Saved entries
####################

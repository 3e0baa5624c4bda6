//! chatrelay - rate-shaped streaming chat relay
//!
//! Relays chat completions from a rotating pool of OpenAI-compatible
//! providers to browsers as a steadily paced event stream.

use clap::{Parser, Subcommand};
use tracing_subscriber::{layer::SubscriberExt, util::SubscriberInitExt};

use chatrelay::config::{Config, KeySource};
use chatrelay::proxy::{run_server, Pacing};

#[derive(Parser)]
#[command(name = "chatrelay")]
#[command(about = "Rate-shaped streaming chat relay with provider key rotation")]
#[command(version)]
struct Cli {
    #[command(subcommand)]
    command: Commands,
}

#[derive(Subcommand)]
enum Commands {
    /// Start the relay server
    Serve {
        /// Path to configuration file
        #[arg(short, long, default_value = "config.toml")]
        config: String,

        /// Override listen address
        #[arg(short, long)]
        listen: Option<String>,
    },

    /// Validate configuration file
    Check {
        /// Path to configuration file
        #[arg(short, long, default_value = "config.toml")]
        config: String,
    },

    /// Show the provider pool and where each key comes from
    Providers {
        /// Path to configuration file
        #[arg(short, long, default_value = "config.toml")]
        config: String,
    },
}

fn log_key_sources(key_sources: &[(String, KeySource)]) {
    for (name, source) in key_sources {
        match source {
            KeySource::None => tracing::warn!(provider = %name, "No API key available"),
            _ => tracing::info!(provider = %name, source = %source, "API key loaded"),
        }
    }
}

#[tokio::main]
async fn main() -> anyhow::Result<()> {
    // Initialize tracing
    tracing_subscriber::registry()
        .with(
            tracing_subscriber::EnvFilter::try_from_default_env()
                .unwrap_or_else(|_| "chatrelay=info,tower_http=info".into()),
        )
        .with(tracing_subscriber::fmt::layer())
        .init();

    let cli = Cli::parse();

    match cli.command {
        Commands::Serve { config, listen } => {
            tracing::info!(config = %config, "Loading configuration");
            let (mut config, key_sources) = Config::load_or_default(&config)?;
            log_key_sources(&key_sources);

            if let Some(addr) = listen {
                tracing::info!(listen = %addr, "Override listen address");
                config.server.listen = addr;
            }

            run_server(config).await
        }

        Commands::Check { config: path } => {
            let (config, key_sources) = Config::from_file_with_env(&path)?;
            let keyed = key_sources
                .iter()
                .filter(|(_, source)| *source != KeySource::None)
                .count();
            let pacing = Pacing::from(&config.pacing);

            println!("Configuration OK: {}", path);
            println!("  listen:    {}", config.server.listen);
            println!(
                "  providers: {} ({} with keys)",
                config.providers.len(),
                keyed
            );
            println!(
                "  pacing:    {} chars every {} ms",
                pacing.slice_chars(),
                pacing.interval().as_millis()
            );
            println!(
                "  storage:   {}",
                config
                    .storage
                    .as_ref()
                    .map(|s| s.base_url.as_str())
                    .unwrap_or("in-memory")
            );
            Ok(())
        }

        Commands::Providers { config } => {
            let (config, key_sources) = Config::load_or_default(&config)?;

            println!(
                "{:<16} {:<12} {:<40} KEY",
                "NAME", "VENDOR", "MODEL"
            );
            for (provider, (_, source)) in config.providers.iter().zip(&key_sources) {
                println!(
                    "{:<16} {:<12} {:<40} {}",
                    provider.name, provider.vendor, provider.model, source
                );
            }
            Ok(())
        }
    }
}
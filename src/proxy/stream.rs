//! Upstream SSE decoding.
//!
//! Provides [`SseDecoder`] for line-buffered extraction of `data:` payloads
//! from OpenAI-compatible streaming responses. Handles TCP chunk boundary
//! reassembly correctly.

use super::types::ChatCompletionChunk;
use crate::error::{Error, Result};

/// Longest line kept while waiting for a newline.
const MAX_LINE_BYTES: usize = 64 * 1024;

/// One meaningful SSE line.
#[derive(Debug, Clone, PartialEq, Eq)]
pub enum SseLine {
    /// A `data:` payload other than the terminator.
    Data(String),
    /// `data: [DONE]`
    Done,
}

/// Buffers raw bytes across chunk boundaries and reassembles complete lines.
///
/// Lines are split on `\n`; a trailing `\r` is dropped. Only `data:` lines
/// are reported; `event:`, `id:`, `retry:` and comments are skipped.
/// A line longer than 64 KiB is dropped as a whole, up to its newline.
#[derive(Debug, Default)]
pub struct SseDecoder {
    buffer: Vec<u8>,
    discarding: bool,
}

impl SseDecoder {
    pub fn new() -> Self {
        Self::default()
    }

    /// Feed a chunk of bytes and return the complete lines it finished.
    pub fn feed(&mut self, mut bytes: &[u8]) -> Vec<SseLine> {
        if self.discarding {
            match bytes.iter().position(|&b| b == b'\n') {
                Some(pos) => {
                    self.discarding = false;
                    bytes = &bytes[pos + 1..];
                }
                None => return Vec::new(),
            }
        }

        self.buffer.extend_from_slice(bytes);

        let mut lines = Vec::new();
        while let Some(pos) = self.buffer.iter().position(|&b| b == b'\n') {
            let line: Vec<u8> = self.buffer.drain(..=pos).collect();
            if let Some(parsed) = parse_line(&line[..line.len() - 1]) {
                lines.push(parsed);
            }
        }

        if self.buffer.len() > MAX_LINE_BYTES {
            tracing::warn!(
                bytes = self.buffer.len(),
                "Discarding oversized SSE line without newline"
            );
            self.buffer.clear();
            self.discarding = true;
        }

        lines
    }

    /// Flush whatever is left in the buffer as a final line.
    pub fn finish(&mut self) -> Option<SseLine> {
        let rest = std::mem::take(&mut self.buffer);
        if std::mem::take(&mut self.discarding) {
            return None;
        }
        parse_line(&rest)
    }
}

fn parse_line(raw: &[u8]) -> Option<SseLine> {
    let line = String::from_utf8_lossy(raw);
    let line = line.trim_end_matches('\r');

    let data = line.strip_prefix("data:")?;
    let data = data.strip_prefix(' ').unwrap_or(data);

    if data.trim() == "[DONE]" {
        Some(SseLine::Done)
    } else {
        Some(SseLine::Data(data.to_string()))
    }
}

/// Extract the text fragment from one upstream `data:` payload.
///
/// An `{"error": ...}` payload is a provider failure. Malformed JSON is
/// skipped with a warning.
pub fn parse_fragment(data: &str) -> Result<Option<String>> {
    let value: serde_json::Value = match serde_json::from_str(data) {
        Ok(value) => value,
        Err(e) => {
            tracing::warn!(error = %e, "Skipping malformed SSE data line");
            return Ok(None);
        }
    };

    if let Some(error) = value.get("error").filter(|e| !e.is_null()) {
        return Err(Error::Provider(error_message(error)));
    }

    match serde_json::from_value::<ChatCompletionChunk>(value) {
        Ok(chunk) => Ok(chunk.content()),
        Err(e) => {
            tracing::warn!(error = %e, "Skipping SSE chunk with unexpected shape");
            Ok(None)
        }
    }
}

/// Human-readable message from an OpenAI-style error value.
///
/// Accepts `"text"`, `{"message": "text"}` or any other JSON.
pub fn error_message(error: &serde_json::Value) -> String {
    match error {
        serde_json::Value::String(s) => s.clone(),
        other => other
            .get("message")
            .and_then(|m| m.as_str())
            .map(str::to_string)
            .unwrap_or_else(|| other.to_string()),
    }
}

####################

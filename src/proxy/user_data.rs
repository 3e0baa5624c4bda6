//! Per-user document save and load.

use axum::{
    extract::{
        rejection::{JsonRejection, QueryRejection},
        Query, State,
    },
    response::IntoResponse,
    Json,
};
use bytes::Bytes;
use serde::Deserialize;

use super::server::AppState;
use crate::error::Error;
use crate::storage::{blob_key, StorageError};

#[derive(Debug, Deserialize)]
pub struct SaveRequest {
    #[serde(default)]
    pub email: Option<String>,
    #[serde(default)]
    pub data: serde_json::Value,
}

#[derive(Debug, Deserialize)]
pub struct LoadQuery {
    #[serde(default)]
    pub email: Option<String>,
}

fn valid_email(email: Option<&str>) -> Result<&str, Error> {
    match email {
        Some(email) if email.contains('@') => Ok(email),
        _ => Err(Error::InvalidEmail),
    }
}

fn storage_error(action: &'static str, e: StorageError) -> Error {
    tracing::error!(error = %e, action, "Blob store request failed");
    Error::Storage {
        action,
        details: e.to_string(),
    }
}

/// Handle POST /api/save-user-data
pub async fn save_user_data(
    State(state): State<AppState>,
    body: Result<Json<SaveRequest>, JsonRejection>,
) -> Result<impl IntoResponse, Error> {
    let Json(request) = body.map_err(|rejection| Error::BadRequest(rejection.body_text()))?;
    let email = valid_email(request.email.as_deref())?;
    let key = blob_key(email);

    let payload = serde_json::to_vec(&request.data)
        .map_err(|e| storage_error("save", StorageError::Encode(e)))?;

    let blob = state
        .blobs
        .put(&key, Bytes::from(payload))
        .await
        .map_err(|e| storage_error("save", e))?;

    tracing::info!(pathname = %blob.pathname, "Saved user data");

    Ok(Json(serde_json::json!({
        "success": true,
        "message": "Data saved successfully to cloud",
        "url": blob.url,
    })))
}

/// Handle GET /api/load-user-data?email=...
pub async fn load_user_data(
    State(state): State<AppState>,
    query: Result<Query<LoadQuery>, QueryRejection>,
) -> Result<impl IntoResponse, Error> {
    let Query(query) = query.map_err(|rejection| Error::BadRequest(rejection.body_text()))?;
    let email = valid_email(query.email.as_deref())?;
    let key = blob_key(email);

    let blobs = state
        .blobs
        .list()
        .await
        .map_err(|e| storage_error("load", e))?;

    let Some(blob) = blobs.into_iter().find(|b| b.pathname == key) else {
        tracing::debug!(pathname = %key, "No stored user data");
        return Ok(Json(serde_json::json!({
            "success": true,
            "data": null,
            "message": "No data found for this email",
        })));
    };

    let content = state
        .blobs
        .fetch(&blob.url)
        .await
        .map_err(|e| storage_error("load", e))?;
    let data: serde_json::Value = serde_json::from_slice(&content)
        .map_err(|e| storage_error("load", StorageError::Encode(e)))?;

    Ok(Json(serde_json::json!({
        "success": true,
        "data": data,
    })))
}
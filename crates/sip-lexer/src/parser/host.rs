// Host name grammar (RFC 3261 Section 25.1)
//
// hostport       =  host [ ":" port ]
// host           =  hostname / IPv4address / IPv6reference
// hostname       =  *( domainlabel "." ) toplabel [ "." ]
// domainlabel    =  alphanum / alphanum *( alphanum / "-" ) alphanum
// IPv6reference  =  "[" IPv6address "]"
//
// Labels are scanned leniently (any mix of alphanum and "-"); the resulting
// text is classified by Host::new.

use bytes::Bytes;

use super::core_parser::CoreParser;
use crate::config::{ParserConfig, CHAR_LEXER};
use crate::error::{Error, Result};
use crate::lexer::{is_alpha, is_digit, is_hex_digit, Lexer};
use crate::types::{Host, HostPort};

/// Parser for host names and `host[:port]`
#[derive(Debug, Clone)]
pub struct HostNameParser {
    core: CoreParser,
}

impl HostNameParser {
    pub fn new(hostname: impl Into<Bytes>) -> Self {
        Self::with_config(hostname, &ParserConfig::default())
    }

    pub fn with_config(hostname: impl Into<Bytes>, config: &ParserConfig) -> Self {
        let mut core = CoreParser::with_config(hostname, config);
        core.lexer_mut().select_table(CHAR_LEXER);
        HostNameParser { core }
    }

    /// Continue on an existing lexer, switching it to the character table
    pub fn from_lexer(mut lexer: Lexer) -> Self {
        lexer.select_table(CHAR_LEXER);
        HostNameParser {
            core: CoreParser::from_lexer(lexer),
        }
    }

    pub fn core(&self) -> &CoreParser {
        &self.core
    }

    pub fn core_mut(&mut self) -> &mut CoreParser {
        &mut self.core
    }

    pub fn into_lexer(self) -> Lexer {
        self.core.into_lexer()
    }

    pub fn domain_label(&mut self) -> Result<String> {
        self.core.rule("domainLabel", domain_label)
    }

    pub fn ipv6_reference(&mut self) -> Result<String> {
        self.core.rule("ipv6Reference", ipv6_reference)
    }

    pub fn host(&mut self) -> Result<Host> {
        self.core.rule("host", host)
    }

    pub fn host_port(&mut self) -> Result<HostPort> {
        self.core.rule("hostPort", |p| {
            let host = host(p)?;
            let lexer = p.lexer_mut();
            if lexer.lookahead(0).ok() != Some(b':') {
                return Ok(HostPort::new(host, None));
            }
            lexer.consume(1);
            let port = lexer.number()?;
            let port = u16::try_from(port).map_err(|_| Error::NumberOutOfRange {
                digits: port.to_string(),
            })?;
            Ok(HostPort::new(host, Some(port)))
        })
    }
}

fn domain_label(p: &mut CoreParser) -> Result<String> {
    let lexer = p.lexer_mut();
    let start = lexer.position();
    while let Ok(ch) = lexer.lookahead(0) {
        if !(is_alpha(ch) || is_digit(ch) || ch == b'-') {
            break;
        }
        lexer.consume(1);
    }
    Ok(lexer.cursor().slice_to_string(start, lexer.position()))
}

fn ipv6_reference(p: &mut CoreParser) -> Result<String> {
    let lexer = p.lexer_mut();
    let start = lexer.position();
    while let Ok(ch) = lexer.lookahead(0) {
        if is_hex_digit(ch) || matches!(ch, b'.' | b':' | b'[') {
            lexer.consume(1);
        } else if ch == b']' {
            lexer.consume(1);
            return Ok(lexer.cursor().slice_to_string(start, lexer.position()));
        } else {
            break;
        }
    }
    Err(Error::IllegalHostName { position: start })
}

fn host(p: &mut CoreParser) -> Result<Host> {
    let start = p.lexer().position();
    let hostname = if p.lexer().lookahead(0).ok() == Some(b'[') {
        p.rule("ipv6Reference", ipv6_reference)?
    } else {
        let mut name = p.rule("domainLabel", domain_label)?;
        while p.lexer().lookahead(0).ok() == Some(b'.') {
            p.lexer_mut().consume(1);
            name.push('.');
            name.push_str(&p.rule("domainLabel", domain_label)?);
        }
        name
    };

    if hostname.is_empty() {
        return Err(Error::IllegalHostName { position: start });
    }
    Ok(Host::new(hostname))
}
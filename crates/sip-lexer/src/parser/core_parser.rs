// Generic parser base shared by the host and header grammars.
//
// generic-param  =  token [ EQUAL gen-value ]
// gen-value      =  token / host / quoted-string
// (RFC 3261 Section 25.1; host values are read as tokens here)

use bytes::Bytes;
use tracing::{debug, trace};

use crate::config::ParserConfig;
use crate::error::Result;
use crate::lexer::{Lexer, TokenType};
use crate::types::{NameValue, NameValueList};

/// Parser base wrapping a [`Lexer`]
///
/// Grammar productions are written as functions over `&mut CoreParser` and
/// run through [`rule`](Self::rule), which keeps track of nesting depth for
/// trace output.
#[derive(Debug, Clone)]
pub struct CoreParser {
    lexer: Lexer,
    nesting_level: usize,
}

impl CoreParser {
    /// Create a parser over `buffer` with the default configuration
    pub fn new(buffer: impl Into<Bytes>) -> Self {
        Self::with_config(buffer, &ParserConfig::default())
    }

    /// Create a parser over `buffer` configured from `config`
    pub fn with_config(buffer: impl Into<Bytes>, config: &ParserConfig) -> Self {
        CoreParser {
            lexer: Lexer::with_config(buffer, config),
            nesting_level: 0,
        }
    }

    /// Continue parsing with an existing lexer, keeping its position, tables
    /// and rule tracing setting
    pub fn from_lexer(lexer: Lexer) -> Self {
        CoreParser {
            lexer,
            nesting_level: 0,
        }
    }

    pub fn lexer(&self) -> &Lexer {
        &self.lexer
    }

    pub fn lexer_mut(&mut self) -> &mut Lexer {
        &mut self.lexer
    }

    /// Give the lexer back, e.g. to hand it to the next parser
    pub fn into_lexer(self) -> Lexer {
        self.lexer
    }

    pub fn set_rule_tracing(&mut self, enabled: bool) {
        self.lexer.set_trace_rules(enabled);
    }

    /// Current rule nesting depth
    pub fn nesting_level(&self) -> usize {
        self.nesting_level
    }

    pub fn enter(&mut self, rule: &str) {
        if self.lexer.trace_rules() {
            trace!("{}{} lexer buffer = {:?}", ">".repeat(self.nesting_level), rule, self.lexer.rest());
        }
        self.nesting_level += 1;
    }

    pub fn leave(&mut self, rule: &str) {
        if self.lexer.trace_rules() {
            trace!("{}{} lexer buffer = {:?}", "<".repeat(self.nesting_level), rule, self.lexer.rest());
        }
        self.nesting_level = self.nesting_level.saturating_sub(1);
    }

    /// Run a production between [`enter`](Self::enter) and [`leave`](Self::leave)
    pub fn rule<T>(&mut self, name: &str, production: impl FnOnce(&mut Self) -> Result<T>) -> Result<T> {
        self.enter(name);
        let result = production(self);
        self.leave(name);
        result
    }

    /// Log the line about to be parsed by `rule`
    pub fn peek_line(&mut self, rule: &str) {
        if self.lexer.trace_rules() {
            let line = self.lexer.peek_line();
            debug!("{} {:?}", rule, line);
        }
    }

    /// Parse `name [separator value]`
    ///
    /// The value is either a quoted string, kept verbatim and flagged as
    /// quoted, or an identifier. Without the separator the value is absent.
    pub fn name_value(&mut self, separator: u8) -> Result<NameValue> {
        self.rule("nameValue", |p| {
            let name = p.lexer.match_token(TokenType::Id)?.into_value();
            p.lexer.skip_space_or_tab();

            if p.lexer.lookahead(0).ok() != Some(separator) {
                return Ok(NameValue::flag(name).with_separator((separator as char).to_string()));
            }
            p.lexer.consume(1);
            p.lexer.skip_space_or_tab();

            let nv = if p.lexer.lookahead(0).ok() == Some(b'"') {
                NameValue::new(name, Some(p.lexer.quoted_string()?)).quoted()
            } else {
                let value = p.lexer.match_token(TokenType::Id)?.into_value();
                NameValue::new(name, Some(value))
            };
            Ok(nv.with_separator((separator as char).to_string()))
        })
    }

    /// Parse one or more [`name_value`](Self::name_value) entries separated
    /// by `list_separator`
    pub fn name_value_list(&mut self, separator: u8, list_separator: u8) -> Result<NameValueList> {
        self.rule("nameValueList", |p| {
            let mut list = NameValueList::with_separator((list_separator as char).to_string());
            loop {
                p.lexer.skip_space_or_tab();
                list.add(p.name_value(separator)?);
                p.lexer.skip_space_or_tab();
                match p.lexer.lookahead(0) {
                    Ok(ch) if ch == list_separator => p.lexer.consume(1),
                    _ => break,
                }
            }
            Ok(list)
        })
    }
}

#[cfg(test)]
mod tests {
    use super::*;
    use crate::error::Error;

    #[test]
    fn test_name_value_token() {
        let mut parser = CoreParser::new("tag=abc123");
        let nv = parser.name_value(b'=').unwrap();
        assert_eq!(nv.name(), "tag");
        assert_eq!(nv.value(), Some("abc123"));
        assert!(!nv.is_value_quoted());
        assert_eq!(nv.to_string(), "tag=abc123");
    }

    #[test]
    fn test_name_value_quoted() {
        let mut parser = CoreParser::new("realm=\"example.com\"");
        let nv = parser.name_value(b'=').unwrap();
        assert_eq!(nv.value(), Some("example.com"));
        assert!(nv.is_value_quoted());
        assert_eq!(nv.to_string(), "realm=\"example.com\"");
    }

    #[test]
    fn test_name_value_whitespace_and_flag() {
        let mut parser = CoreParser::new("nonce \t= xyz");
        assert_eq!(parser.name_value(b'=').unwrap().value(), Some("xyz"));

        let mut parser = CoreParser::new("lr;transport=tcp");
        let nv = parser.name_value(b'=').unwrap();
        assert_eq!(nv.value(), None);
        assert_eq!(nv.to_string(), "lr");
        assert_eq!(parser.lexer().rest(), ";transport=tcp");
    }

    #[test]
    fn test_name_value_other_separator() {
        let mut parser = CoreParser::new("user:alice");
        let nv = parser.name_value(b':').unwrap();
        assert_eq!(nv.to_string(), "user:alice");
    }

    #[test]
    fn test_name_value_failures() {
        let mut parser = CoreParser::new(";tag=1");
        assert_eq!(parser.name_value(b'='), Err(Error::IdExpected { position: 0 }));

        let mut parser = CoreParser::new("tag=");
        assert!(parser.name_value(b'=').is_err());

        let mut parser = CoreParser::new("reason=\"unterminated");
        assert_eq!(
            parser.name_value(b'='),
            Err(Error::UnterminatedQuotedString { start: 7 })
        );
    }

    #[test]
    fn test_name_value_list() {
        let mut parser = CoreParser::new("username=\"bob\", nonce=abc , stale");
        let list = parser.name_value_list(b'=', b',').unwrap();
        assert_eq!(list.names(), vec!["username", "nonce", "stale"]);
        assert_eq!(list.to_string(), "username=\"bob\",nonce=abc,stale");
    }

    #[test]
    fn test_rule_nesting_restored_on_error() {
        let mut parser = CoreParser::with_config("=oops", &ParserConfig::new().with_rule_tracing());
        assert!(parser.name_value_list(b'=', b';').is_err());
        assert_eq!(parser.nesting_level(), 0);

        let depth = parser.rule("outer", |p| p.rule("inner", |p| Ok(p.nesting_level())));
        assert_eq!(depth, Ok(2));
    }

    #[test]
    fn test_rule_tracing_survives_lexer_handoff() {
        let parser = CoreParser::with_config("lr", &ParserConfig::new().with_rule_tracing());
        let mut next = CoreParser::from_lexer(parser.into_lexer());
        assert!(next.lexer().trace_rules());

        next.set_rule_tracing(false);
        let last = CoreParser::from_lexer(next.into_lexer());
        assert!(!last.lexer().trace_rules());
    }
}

####################

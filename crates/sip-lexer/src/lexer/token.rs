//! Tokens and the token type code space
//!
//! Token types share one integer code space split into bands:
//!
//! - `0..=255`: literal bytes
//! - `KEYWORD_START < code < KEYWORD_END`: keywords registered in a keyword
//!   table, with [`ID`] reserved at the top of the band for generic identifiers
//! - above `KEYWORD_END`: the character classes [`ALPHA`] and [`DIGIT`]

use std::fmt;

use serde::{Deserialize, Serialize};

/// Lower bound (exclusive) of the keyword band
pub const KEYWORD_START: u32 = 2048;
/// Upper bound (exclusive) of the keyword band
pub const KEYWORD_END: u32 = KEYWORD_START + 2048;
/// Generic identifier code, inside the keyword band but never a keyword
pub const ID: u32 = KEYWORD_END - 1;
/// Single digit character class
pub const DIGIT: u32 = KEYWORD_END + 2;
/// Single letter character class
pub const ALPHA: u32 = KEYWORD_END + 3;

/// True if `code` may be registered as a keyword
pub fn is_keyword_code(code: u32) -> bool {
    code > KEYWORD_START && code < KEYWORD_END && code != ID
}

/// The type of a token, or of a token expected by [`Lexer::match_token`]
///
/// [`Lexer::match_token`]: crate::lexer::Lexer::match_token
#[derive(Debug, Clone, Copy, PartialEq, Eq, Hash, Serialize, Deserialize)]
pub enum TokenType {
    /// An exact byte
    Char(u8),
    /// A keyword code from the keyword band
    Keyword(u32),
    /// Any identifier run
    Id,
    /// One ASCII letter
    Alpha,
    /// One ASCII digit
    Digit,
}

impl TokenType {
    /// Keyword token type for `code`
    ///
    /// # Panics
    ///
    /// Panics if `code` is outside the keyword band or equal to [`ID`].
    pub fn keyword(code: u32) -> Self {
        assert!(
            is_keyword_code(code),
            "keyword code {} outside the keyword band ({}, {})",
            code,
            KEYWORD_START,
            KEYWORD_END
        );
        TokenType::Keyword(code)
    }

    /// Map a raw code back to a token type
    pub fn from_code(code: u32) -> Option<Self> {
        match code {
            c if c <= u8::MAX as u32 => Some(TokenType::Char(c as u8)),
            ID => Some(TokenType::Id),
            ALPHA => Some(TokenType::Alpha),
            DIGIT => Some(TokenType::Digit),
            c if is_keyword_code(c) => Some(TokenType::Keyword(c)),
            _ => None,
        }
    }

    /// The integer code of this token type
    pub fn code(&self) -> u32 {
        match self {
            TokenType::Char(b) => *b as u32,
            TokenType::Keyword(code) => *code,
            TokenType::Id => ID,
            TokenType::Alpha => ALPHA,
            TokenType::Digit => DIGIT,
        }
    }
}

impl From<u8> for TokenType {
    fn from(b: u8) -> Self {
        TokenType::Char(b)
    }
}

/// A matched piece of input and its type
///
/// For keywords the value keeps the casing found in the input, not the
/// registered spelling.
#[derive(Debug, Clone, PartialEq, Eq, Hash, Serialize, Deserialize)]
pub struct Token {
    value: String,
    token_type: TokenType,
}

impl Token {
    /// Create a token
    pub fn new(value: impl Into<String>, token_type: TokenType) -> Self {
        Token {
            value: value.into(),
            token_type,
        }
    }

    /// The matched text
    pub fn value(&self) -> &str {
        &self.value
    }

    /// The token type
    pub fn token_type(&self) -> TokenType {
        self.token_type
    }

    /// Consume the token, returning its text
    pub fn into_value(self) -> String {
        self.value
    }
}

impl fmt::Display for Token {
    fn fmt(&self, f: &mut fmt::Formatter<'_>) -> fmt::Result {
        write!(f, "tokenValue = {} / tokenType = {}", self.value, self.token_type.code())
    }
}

####################

WHAT IS EXPECTED
Above are the records; copy exactly the lines from the line with "filename crates/sip-lexer/src/lexer/token.rs" through the line with "for generic identifiers", both included.

ANSWER TO THIS PROBLEM
filename crates/sip-lexer/src/lexer/token.rs
//! Tokens and the token type code space
//!
//! Token types share one integer code space split into bands:
//!
//! - `0..=255`: literal bytes
//! - `KEYWORD_START < code < KEYWORD_END`: keywords registered in a keyword
//!   table, with [`ID`] reserved at the top of the band for generic identifiers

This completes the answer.